For the beginning poses some yoga teachers take the peaceful road and start with an easy breathing exercise while others make you feel like they’ve been handed their yoga teaching certificate by Gandhi himself. They do not joke around and command for a perfect head stand right away. Just joking. We’re not on the Indian Himalayas; this is the Upper West Side and we are in a yoga class full of middle-aged Jewish women and three mixed-race men. I am pretty proud to say that one of them is my Turkish-American husband. I love it when a large man enjoys his yoga and religiously follows the instructor’s position commands. He oms, too! I definitely hit the jackpot with him.

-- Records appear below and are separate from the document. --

//! Solution representation for the bitonic tour solver.

use crate::error::Result;
use crate::points::PointSet;
use serde::{Deserialize, Serialize};
use std::collections::HashSet;

/// A computed bitonic tour.
///
/// The tour is a cyclic sequence of sorted-order point indices, starting
/// and ending at the bitonic turn point (the first vertex is repeated at
/// the end). The degenerate single-point tour is `[0]` with length 0.
#[derive(Debug, Clone, Serialize, Deserialize)]
pub struct Solution {
    /// The tour as a sequence of sorted-order point indices.
    pub tour: Vec<usize>,
    /// Total tour length.
    pub length: f64,
    /// Algorithm that generated this solution.
    pub algorithm: String,
    /// Computation time in seconds.
    pub computation_time: f64,
}

impl Solution {
    pub fn new(tour: Vec<usize>, length: f64, algorithm: &str) -> Self {
        Solution {
            tour,
            length,
            algorithm: algorithm.to_string(),
            computation_time: 0.0,
        }
    }

    /// Whether the tour closes back on its starting vertex.
    pub fn is_closed(&self) -> bool {
        match self.tour.len() {
            0 | 1 => true,
            _ => self.tour.first() == self.tour.last(),
        }
    }

    /// Whether the tour visits each of the indices `0..n` exactly once
    /// (not counting the repeated closing vertex).
    pub fn visits_all(&self, n: usize) -> bool {
        let visited = if self.tour.len() > 1 {
            &self.tour[..self.tour.len() - 1]
        } else {
            &self.tour[..]
        };
        if visited.len() != n {
            return false;
        }
        let unique: HashSet<usize> = visited.iter().copied().collect();
        unique.len() == n && unique.iter().all(|&i| i < n)
    }

    /// Resolve the tour indices to coordinates against the point set the
    /// tour was computed from.
    pub fn coordinates(&self, points: &PointSet) -> Result<Vec<(f64, f64)>> {
        self.tour
            .iter()
            .map(|&i| points.coordinate(i as isize))
            .collect()
    }
}

impl std::fmt::Display for Solution {
    fn fmt(&self, f: &mut std::fmt::Formatter<'_>) -> std::fmt::Result {
        writeln!(f, "Solution ({})", self.algorithm)?;
        writeln!(f, "  Length: {:.4}", self.length)?;
        writeln!(f, "  Time: {:.4}s", self.computation_time)?;
        writeln!(f, "  Tour: {:?}", self.tour)
    }
}

#[cfg(test)]
mod tests {
    use super::*;

    #[test]
    fn test_closure_and_coverage() {
        let sol = Solution::new(vec![2, 1, 0, 3, 2], 10.0, "BitonicDP");
        assert!(sol.is_closed());
        assert!(sol.visits_all(4));
        assert!(!sol.visits_all(5));

        let open = Solution::new(vec![0, 1, 2], 5.0, "BitonicDP");
        assert!(!open.is_closed());

        let degenerate = Solution::new(vec![0], 0.0, "BitonicDP");
        assert!(degenerate.is_closed());
        assert!(degenerate.visits_all(1));
    }

    #[test]
    fn test_coordinates_resolution() {
        let mut points = PointSet::new();
        points.add_point(0.0, 0.0).unwrap();
        points.add_point(1.0, 2.0).unwrap();

        let sol = Solution::new(vec![0, 1, 0], 2.0, "BitonicDP");
        let coords = sol.coordinates(&points).unwrap();
        assert_eq!(coords, vec![(0.0, 0.0), (1.0, 2.0), (0.0, 0.0)]);
    }

    #[test]
    fn test_json_round_trip() {
        let sol = Solution::new(vec![0, 1, 2, 0], 6.5, "BitonicDP");
        let json = serde_json::to_string(&sol).unwrap();
        let back: Solution = serde_json::from_str(&json).unwrap();
        assert_eq!(back.tour, sol.tour);
        assert_eq!(back.length, sol.length);
        assert_eq!(back.algorithm, sol.algorithm);
    }
}
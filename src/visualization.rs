//! SVG visualization of bitonic tours.
//!
//! Renders the two monotonic chains of a tour in distinct colors so the
//! "any vertical line crosses at most twice" structure is visible.

use crate::error::{Error, Result};
use crate::points::PointSet;
use crate::solution::Solution;
use std::fs::File;
use std::io::Write;
use std::path::Path;

/// SVG visualization generator
pub struct Visualizer {
    /// Canvas width
    pub width: f64,
    /// Canvas height
    pub height: f64,
    /// Margin
    pub margin: f64,
    /// Node radius
    pub node_radius: f64,
}

impl Default for Visualizer {
    fn default() -> Self {
        Visualizer {
            width: 800.0,
            height: 800.0,
            margin: 50.0,
            node_radius: 6.0,
        }
    }
}

impl Visualizer {
    pub fn new() -> Self {
        Self::default()
    }

    /// Generate an SVG rendering of a solved tour.
    pub fn generate_svg(&self, points: &PointSet, solution: &Solution) -> Result<String> {
        let coords = solution.coordinates(points)?;
        let sorted = points.sorted_points();
        let rightmost = sorted.len().saturating_sub(1);

        let (min_x, max_x, min_y, max_y) = self.bounds(points);
        let scale_x = (self.width - 2.0 * self.margin) / (max_x - min_x).max(1.0);
        let scale_y = (self.height - 2.0 * self.margin) / (max_y - min_y).max(1.0);
        let scale = scale_x.min(scale_y);

        let transform = |x: f64, y: f64| -> (f64, f64) {
            let tx = self.margin + (x - min_x) * scale;
            let ty = self.height - self.margin - (y - min_y) * scale;
            (tx, ty)
        };

        let mut svg = String::new();
        svg.push_str(&format!(
            r##"<?xml version="1.0" encoding="UTF-8"?>
<svg xmlns="http://www.w3.org/2000/svg" width="{}" height="{}" viewBox="0 0 {} {}">
<style>
    .node {{ fill: #3498db; stroke: #2c3e50; stroke-width: 2; }}
    .endpoint {{ fill: #e74c3c; stroke: #c0392b; stroke-width: 2; }}
    .outbound {{ stroke: #27ae60; stroke-width: 2; fill: none; }}
    .return {{ stroke: #8e44ad; stroke-width: 2; fill: none; stroke-dasharray: 6 3; }}
    .label {{ font-family: Arial; font-size: 10px; fill: #2c3e50; }}
    .title {{ font-family: Arial; font-size: 14px; fill: #2c3e50; font-weight: bold; }}
</style>
<rect width="100%" height="100%" fill="#ecf0f1"/>
"##,
            self.width, self.height, self.width, self.height
        ));

        svg.push_str(&format!(
            r##"<text x="{}" y="25" class="title">Bitonic tour | {} points | Length: {:.2}</text>
"##,
            self.margin,
            sorted.len(),
            solution.length
        ));

        // Split the cyclic tour at the rightmost point: edges before it
        // belong to one monotonic chain, edges after it to the other.
        if solution.tour.len() > 1 {
            let turn = solution
                .tour
                .iter()
                .position(|&i| i == rightmost)
                .unwrap_or(0);

            for k in 0..solution.tour.len() - 1 {
                let (x1, y1) = transform(coords[k].0, coords[k].1);
                let (x2, y2) = transform(coords[k + 1].0, coords[k + 1].1);
                let class = if k < turn { "outbound" } else { "return" };
                svg.push_str(&format!(
                    r#"<line x1="{:.2}" y1="{:.2}" x2="{:.2}" y2="{:.2}" class="{}"/>
"#,
                    x1, y1, x2, y2, class
                ));
            }
        }

        for (index, point) in sorted.iter().enumerate() {
            let (x, y) = transform(point.x, point.y);
            let class = if index == 0 || index == rightmost {
                "endpoint"
            } else {
                "node"
            };
            svg.push_str(&format!(
                r#"<circle cx="{:.2}" cy="{:.2}" r="{}" class="{}"/>
<text x="{:.2}" y="{:.2}" class="label">{}</text>
"#,
                x,
                y,
                self.node_radius,
                class,
                x + self.node_radius + 2.0,
                y - self.node_radius - 2.0,
                index
            ));
        }

        svg.push_str("</svg>\n");
        Ok(svg)
    }

    /// Save an SVG string to a file.
    pub fn save_svg<P: AsRef<Path>>(&self, svg: &str, path: P) -> Result<()> {
        let mut file = File::create(&path).map_err(|e| Error::Io {
            path: path.as_ref().to_path_buf(),
            source: e,
        })?;
        file.write_all(svg.as_bytes()).map_err(|e| Error::Io {
            path: path.as_ref().to_path_buf(),
            source: e,
        })
    }

    fn bounds(&self, points: &PointSet) -> (f64, f64, f64, f64) {
        let mut min_x = f64::INFINITY;
        let mut max_x = f64::NEG_INFINITY;
        let mut min_y = f64::INFINITY;
        let mut max_y = f64::NEG_INFINITY;

        for p in points.points() {
            min_x = min_x.min(p.x);
            max_x = max_x.max(p.x);
            min_y = min_y.min(p.y);
            max_y = max_y.max(p.y);
        }

        (min_x, max_x, min_y, max_y)
    }
}

#[cfg(test)]
mod tests {
    use super::*;
    use crate::solver::BitonicSolver;

    #[test]
    fn test_svg_contains_both_chains_and_all_nodes() {
        let mut points = PointSet::new();
        for (x, y) in [(0.0, 0.0), (1.0, 1.0), (2.0, 1.0), (3.0, 0.0)] {
            points.add_point(x, y).unwrap();
        }
        let solution = BitonicSolver::new(&points).solve().unwrap();

        let svg = Visualizer::new().generate_svg(&points, &solution).unwrap();
        assert!(svg.starts_with("<?xml"));
        assert!(svg.contains("class=\"outbound\""));
        assert!(svg.contains("class=\"return\""));
        assert_eq!(svg.matches("<circle").count(), 4);
        // Tour has 4 edges: 0-1, 1-2, 2-3 outbound to the rightmost, 3-0 back.
        assert_eq!(svg.matches("<line").count(), 4);
    }
}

Between the warm-up poses and finishing touches on extreme stretching, you spend about an hour taking a trip among poses that are named after surprising things from an interesting palette of animals to common house-hold items and occasionally planets. Half-cobra, pigeon, cat, half moon, cow, chair, warrior, triangle and eagle are among the favorites of our yoga teacher. Then of course there is the happy baby pose. Apparently babies become really playful when they’re happy and for a ten pound, twenty inch creature who is as flexible as a rubber band, it’s not a problem to lay flat on its back, rocking from side to side while holding its two flexed feet with its hands on each side. That particular movement might not be a problem for me (a fully-grown adult) either but I also painfully remember at times that babies are not discouraged from relieving themselves of internal burdens in the form of gas.

Wouldn’t it be extremely comfortable to just let go of a long, hard day’s post-lunch gaseous accumulations while we’re in the happy baby pose? Wouldn’t it just make us so much happier and thus better in line with our happy baby pose? There’s a noble Turkish saying that goes like this: bad things can’t stay in good people. Farts: bad. Hardworking, stress-prone, yoga-loving people: good. I am just going to go ahead and declare farting as socially acceptable and in fact encouraged in happy baby poses in all yoga classes around the nation with an ultimate goal of legitimizing the practice on a global (intergalactic) level.

I am only kidding, dear reader. Why so serious?! I never fart. Do you? Eew! It’s like I’m too noble to execute such a vulgar gesture. Even if I did, I am sure it would smell like fresh strawberry milkshake. Yeah, that’s what I want to leave you with; refreshing clouds of strawberry incense coming out of yogi bottoms in happy baby poses. Om motherflowers.